Here and there, she eased her way through crowds of merrymakers overspilling from waterfront
taverns onto the wharf. Her captain’s baldric brought her a spate of invitations which she reluctantly
turned down or set aside for another time. Twice, laughing, she pulled stray hands from the pouch slung
at her hip. “Clumsy doesn’t honor Veschke,” she chided the would-be thieves.
Twenty minutes later, Maggy turned her away from the Rim and into the narrow, dimly lit streets of
the Old Quarter.
Tocohl did not slow her pace. One of the minor pleasures of having first-class equipment, Tocohl
thought, was that she needn’t worry about stubbing her toes on cobblestones. She might trip and crack
her head, for her hood lay softly cowled about her neck, but if her toe struck stone the 2nd skin would
spread the impact to absorb it and spare her the bruises.
She reached an unlit square, and Maggy said abruptly, (Trouble.)
Tocohl stopped. In the starlight, she could see only the constricted alleyways and the cramped stone
houses and shops typical of Sheveschke.
Across the square, a solitary figure—a fisher, to judge from his rough-woven clothing and the
pronged knife thrust into his belt—lounged against a stone doorpost. He straightened and whistled shrilly
but made no move toward her.
(What trouble, Maggy?) she asked.
(Three people fighting in the alley.) Maggy pointed to the pitch-black opening to the right of the
whistler.
(Push my vision two points,) said Tocohl, and the scene brightened and sharpened. Around the
edges of the spectacles, Tocohl’s peripheral vision darkened in contrast. It was as if she looked down a
tunnel of light, the end of which was whatever object she focused on.
Three dim figures clashed in the alleyway. Two were Sheveschkemen and, like the whistler, wore
fishers’ garb. The third was undoubtably an off-worlder; over the sheen of her 2nd skin she was dressed
in a combination of styles from several different planets—what Hellsparks called worlds’ motley. Not
Hellspark, for she wore no baldric. Tourist, then.
She fought well, outnumbered as she was, but her movements were slow and broad. Drunk, thought
Tocohl, her timing’s off—and that’s the standard surveyor’s 2nd skin, not much help in a brawl. She’s
going to lose this fight.
Tocohl didn’t much like the odds. (I’m going to pull rank, Maggy: watch my back.) Unclasping her
moss cloak, she let it drift gently to the ground.
Few people in the Extremities would argue with a Hellspark captain on whose good will their
interstellar trade depended, but Tocohl took the elementary precaution nonetheless. The deceptively
simple action exposed all of the sensors in her 2nd skin but those still covered by her captain’s baldric,
and Maggy could work around those easily enough.
She started across the cobbled square heading for the alleyway.
But the whistler stepped forward to meet her. His knife flashed upward in a swift, glittering arc.
Tocohl had no time to be surprised: she shrugged gracefully and the blade missed its mark. Before he
could recover sufficiently to thrust at her a second time, she slammed her edged hand into his wrist and
the knife jarred away, clanging on the cobbles.

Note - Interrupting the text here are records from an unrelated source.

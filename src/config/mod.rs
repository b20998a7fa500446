//! Application configuration module
//!
//! Handles environment variables and application-wide constants.

mod constants;
mod settings;

pub use constants::*;
pub use settings::{AppEnv, Config, DatabaseOptions};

The Sheveschkemen called a warning to his companions and backed away from the mouth of the
alley, scrambling after the knife. Tocohl had no intention of letting him rearm. She followed—with two
long strides and a lightning kick that took him squarely in the chest just as he bent for the knife.
Her 2nd skin absorbed the impact. Tocohl felt only a mild twanging sensation from foot to thigh but
the whistler slammed against the brick wall, cracked his head, and crumpled forward, unconscious.
Tocohl’s back tingled. (Roll!) said Maggy, and a sandbag blow struck across her shoulders. But for
Maggy’s warning, Tocohl would have been thrown off balance. Instead, she somersaulted and twisted,
came up back to the wall to face a second assailant.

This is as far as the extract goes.